Saved data entries
□ □ □ □

// ── IdentityStore implementation ────────────────────────────────────

#[async_trait]
impl IdentityStore for LibSqlBackend {
    async fn run_migrations(&self) -> Result<(), DatabaseError> {
        migrations::run_migrations(self.conn()).await
    }

    // ── Users ───────────────────────────────────────────────────────

    async fn save_user(&self, person: &Person) -> Result<i64, DatabaseError> {
        let id = self
            .insert_returning_id(
                "save_user",
                "INSERT INTO users (first_name, last_name, patronymic, birth_date, email)
                 VALUES (?1, ?2, ?3, ?4, ?5) RETURNING id",
                params![
                    person.first_name.as_str(),
                    person.last_name.as_str(),
                    person.patronymic.as_str(),
                    format_date(person.birth_date),
                    person.email.as_str(),
                ],
            )
            .await?;
        debug!(user_id = id, email = %person.email, "User saved");
        Ok(id)
    }

    async fn user(&self, id: i64) -> Result<User, DatabaseError> {
        self.query_one_user(
            "user",
            &format!("SELECT {USER_COLUMNS} FROM users WHERE id = ?1"),
            params![id],
            id.to_string(),
        )
        .await
    }

    async fn user_by_email(&self, email: &str) -> Result<User, DatabaseError> {
        self.query_one_user(
            "user_by_email",
            &format!("SELECT {USER_COLUMNS} FROM users WHERE email = ?1"),
            params![email],
            email.to_string(),
        )
        .await
    }

    // ── Organizations ───────────────────────────────────────────────

    async fn save_organization(&self, org: &Organization) -> Result<i64, DatabaseError> {
        let existing = self
            .find_organizations(&[
                org.name.as_str(),
                org.city.as_str(),
                org.office.as_str(),
                org.department.as_str(),
            ])
            .await?;
        if let Some(found) = existing.first() {
            return Ok(found.id);
        }

        let id = self
            .insert_returning_id(
                "save_organization",
                "INSERT INTO organizations (name, city, office, department)
                 VALUES (?1, ?2, ?3, ?4) RETURNING id",
                params![
                    org.name.as_str(),
                    org.city.as_str(),
                    org.office.as_str(),
                    org.department.as_str(),
                ],
            )
            .await?;
        debug!(org_id = id, name = %org.name, "Organization saved");
        Ok(id)
    }

    async fn link_user_organization(
        &self,
        user_id: i64,
        org_id: i64,
    ) -> Result<i64, DatabaseError> {
        self.insert_returning_id(
            "link_user_organization",
            "INSERT INTO user_organizations (user_id, organization_id) VALUES (?1, ?2) RETURNING id",
            params![user_id, org_id],
        )
        .await
    }

    async fn find_organizations(&self, path: &[&str]) -> Result<Vec<Organization>, DatabaseError> {
        if path.len() > ORG_LEVELS.len() {
            return Err(DatabaseError::Query(format!(
                "find_organizations: path too deep ({} levels)",
                path.len()
            )));
        }

        let mut sql = String::from("SELECT id, name, city, office, department FROM organizations");
        if !path.is_empty() {
            sql.push_str(" WHERE ");
            sql.push_str(&org_path_clause(path.len()));
        }
        sql.push_str(" ORDER BY name, city, office, department");

        let values: Vec<String> = path.iter().map(|s| s.to_string()).collect();
        let mut rows = self
            .conn()
            .query(&sql, libsql::params_from_iter(values))
            .await
            .map_err(|e| DatabaseError::Query(format!("find_organizations: {e}")))?;

        let mut orgs = Vec::new();
        while let Some(row) = rows
            .next()
            .await
            .map_err(|e| DatabaseError::Query(format!("find_organizations: {e}")))?
        {
            orgs.push(
                row_to_organization(&row)
                    .map_err(|e| DatabaseError::Query(format!("row parse: {e}")))?,
            );
        }
        Ok(orgs)
    }

    async fn members_of_organization(
        &self,
        org: &Organization,
    ) -> Result<Vec<User>, DatabaseError> {
        self.query_users(
            "members_of_organization",
            "SELECT u.id, u.first_name, u.last_name, u.patronymic, u.birth_date, u.email
             FROM users u
             JOIN user_organizations uo ON uo.user_id = u.id
             JOIN organizations o ON o.id = uo.organization_id
             WHERE o.name = ?1 AND o.city = ?2 AND o.office = ?3 AND o.department = ?4
             ORDER BY u.last_name, u.first_name, u.id",
            params![
                org.name.as_str(),
                org.city.as_str(),
                org.office.as_str(),
                org.department.as_str(),
            ],
        )
        .await
    }

    // ── Channel identities ──────────────────────────────────────────

    async fn save_channel_account(
        &self,
        user_id: i64,
        identity: &ChannelIdentity,
        token: &str,
    ) -> Result<i64, DatabaseError> {
        self.insert_returning_id(
            "save_channel_account",
            "INSERT INTO user_messengers (user_id, messenger_type, messenger_id, chat_id, is_activated, token)
             VALUES (?1, ?2, ?3, ?4, 0, ?5) RETURNING id",
            params![
                user_id,
                identity.channel.as_str(),
                identity.user_id,
                identity.chat_id,
                token,
            ],
        )
        .await
    }

    async fn channel_account(
        &self,
        identity: &ChannelIdentity,
    ) -> Result<ChannelAccount, DatabaseError> {
        let mut rows = self
            .conn()
            .query(
                "SELECT user_id, is_activated, token FROM user_messengers
                 WHERE messenger_type = ?1 AND messenger_id = ?2 AND chat_id = ?3
                 ORDER BY id DESC LIMIT 1",
                params![identity.channel.as_str(), identity.user_id, identity.chat_id],
            )
            .await
            .map_err(|e| DatabaseError::Query(format!("channel_account: {e}")))?;

        match rows.next().await {
            Ok(Some(row)) => {
                let user_id: i64 = row
                    .get(0)
                    .map_err(|e| DatabaseError::Query(format!("row parse: {e}")))?;
                let activated: i64 = row.get(1).unwrap_or(0);
                let token: String = row.get(2).unwrap_or_default();
                Ok(ChannelAccount {
                    user_id,
                    identity: identity.clone(),
                    is_activated: activated != 0,
                    token,
                })
            }
            Ok(None) => Err(DatabaseError::NotFound {
                entity: "channel identity".into(),
                id: format!("{}:{}:{}", identity.channel, identity.user_id, identity.chat_id),
            }),
            Err(e) => Err(DatabaseError::Query(format!("channel_account: {e}"))),
        }
    }

    async fn activate(
        &self,
        identity: &ChannelIdentity,
        token: &str,
    ) -> Result<bool, DatabaseError> {
        let count = self
            .conn()
            .execute(
                "UPDATE user_messengers SET is_activated = 1, token = ''
                 WHERE messenger_type = ?1 AND messenger_id = ?2 AND chat_id = ?3
                   AND token = ?4 AND token <> '' AND is_activated = 0",
                params![
                    identity.channel.as_str(),
                    identity.user_id,
                    identity.chat_id,
                    token,
                ],
            )
            .await
            .map_err(|e| DatabaseError::Query(format!("activate: {e}")))?;
        Ok(count > 0)
    }

    // ── Subscriptions ───────────────────────────────────────────────

    async fn subscribe(&self, subscriber_id: i64, target_id: i64) -> Result<i64, DatabaseError> {
        let id = self
            .insert_returning_id(
                "subscribe",
                "INSERT INTO subscriptions (subscriber_id, target_id) VALUES (?1, ?2) RETURNING id",
                params![subscriber_id, target_id],
            )
            .await?;
        debug!(subscriber_id, target_id, "Subscription saved");
        Ok(id)
    }

    async fn subscriptions_of(
        &self,
        subscriber_id: i64,
    ) -> Result<Vec<Subscription>, DatabaseError> {
        let mut rows = self
            .conn()
            .query(
                "SELECT id, subscriber_id, target_id FROM subscriptions
                 WHERE subscriber_id = ?1 ORDER BY id",
                params![subscriber_id],
            )
            .await
            .map_err(|e| DatabaseError::Query(format!("subscriptions_of: {e}")))?;

        let mut subs = Vec::new();
        while let Some(row) = rows
            .next()
            .await
            .map_err(|e| DatabaseError::Query(format!("subscriptions_of: {e}")))?
        {
            subs.push(Subscription {
                id: row.get(0).map_err(|e| DatabaseError::Query(format!("row parse: {e}")))?,
                subscriber_id: row
                    .get(1)
                    .map_err(|e| DatabaseError::Query(format!("row parse: {e}")))?,
                target_id: row.get(2).map_err(|e| DatabaseError::Query(format!("row parse: {e}")))?,
            });
        }
        Ok(subs)
    }

    async fn reminder_targets(&self) -> Result<Vec<ReminderTarget>, DatabaseError> {
        let mut rows = self
            .conn()
            .query(
                "SELECT um.messenger_type, um.messenger_id, um.chat_id,
                        u.id, u.first_name, u.last_name, u.patronymic, u.birth_date, u.email
                 FROM subscriptions s
                 JOIN user_messengers um ON um.user_id = s.subscriber_id AND um.is_activated = 1
                 JOIN users u ON u.id = s.target_id
                 ORDER BY s.id",
                (),
            )
            .await
            .map_err(|e| DatabaseError::Query(format!("reminder_targets: {e}")))?;

        let mut targets = Vec::new();
        while let Some(row) = rows
            .next()
            .await
            .map_err(|e| DatabaseError::Query(format!("reminder_targets: {e}")))?
        {
            let parse = |e: libsql::Error| DatabaseError::Query(format!("row parse: {e}"));
            let channel: String = row.get(0).map_err(parse)?;
            targets.push(ReminderTarget {
                subscriber: ChannelIdentity::new(
                    channel,
                    row.get(1).map_err(parse)?,
                    row.get(2).map_err(parse)?,
                ),
                target: row_to_user(&row, 3).map_err(parse)?,
            });
        }
        Ok(targets)
    }
}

□ □ □ □

* What is being asked
When the line with "if let Some(found)" is reached in the data above, start copying there, and copy each line exactly until the line with "if path.len() >" has been copied; copy nothing else.

* Response below
        if let Some(found) = existing.first() {
            return Ok(found.id);
        }

        let id = self
            .insert_returning_id(
                "save_organization",
                "INSERT INTO organizations (name, city, office, department)
                 VALUES (?1, ?2, ?3, ?4) RETURNING id",
                params![
                    org.name.as_str(),
                    org.city.as_str(),
                    org.office.as_str(),
                    org.department.as_str(),
                ],
            )
            .await?;
        debug!(org_id = id, name = %org.name, "Organization saved");
        Ok(id)
    }

    async fn link_user_organization(
        &self,
        user_id: i64,
        org_id: i64,
    ) -> Result<i64, DatabaseError> {
        self.insert_returning_id(
            "link_user_organization",
            "INSERT INTO user_organizations (user_id, organization_id) VALUES (?1, ?2) RETURNING id",
            params![user_id, org_id],
        )
        .await
    }

    async fn find_organizations(&self, path: &[&str]) -> Result<Vec<Organization>, DatabaseError> {
        if path.len() > ORG_LEVELS.len() {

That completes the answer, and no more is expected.